[Goal of the exercise]
Below are entries; output exactly the lines from the one with "pub struct LineReader<R>" to the one with "frame longer than", both included, and nothing else.

[Dataset entries]
###

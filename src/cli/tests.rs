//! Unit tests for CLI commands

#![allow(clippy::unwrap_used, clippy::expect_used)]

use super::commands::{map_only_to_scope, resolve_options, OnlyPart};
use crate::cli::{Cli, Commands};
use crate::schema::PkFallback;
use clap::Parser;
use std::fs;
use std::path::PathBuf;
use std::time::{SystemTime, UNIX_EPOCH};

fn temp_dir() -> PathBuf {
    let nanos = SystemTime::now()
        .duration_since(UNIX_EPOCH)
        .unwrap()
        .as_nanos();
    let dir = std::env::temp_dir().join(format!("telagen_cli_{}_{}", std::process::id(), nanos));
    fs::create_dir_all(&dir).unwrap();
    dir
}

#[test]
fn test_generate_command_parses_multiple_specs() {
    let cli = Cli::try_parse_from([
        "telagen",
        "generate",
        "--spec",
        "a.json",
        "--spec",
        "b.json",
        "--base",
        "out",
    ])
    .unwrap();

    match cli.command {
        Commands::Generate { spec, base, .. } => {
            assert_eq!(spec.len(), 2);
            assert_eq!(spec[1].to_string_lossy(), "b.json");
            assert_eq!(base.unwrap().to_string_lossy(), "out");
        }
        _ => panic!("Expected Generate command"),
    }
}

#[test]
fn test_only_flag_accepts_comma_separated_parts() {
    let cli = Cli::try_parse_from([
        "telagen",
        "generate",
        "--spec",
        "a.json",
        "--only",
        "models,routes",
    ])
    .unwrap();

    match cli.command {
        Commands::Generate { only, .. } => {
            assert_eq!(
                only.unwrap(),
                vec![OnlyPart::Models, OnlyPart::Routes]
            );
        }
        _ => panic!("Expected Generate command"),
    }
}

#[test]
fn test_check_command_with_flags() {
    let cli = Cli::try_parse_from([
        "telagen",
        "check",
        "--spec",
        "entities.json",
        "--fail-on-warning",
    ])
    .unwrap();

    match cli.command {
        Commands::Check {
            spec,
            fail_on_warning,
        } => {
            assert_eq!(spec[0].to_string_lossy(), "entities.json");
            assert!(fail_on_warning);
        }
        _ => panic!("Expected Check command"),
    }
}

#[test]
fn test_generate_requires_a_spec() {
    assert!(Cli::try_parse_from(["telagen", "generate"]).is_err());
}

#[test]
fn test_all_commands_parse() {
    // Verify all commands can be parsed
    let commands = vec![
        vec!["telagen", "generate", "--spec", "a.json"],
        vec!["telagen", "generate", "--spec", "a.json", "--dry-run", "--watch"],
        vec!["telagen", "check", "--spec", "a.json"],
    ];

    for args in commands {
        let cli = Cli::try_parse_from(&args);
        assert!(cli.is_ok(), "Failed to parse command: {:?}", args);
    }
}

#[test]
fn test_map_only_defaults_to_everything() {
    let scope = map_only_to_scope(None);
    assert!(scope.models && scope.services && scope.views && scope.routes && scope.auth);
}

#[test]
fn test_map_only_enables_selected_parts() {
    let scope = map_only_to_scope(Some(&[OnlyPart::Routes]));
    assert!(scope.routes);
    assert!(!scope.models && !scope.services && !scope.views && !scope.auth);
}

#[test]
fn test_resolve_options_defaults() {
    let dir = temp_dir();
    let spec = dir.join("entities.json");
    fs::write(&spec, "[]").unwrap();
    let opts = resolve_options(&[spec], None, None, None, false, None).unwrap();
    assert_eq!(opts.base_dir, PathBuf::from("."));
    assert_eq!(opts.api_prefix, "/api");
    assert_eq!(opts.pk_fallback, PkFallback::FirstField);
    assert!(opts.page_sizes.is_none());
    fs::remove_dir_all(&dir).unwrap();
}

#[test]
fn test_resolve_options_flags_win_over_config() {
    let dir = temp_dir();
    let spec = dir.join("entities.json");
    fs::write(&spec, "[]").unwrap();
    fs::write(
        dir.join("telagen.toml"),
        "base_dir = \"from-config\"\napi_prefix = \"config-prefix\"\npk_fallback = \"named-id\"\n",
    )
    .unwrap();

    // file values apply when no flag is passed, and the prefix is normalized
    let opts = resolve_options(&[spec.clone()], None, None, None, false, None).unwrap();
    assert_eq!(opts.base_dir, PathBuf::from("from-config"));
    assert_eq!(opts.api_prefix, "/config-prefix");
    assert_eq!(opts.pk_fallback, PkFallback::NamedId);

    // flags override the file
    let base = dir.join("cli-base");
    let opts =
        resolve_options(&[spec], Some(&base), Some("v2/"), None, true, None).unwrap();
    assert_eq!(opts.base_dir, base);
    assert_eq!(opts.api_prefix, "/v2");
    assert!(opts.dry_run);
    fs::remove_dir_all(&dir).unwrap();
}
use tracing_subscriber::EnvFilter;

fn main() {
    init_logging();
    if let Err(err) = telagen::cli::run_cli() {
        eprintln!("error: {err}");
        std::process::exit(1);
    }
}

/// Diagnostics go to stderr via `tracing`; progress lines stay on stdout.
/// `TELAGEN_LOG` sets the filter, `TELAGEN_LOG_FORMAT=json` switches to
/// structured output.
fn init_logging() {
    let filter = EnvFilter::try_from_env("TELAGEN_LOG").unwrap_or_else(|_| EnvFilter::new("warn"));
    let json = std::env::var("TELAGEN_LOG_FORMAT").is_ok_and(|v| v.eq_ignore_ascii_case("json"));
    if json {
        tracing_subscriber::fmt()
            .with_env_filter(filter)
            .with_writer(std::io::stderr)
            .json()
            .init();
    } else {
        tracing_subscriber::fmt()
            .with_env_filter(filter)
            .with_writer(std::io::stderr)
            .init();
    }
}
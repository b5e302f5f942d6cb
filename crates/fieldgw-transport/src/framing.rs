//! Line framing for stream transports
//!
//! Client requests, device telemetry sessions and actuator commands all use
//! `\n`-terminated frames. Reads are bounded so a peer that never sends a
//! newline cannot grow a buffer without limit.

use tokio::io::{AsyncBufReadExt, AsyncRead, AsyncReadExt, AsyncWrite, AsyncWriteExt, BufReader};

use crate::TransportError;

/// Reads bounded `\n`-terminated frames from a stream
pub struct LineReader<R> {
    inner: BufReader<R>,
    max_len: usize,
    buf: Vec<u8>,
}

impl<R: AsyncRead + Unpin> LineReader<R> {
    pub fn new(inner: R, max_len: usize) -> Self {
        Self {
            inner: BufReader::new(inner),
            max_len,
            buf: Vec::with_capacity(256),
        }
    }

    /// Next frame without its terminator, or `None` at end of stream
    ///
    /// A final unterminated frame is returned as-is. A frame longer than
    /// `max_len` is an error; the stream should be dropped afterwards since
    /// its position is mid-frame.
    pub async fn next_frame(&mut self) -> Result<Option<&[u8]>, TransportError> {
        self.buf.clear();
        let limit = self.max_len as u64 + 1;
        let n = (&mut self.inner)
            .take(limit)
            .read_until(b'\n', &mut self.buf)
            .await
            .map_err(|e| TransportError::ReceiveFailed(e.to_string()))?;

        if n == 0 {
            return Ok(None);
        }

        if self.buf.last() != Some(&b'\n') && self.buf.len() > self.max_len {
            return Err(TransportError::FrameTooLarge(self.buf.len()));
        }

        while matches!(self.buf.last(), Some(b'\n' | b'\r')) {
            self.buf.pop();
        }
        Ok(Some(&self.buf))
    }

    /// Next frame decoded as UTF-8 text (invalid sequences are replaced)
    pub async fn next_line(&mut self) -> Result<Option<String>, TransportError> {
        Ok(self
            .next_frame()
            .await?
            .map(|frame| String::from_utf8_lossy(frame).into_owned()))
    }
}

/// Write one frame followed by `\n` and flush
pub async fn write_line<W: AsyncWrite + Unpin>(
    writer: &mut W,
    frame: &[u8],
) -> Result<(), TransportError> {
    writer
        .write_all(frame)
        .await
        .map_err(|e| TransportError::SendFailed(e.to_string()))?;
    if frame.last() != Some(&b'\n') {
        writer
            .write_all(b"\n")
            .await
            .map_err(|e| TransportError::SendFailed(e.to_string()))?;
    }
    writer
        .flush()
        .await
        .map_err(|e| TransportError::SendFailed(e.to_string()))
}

###

[Solved exercise]
pub struct LineReader<R> {
    inner: BufReader<R>,
    max_len: usize,
    buf: Vec<u8>,
}

impl<R: AsyncRead + Unpin> LineReader<R> {
    pub fn new(inner: R, max_len: usize) -> Self {
        Self {
            inner: BufReader::new(inner),
            max_len,
            buf: Vec::with_capacity(256),
        }
    }

    /// Next frame without its terminator, or `None` at end of stream
    ///
    /// A final unterminated frame is returned as-is. A frame longer than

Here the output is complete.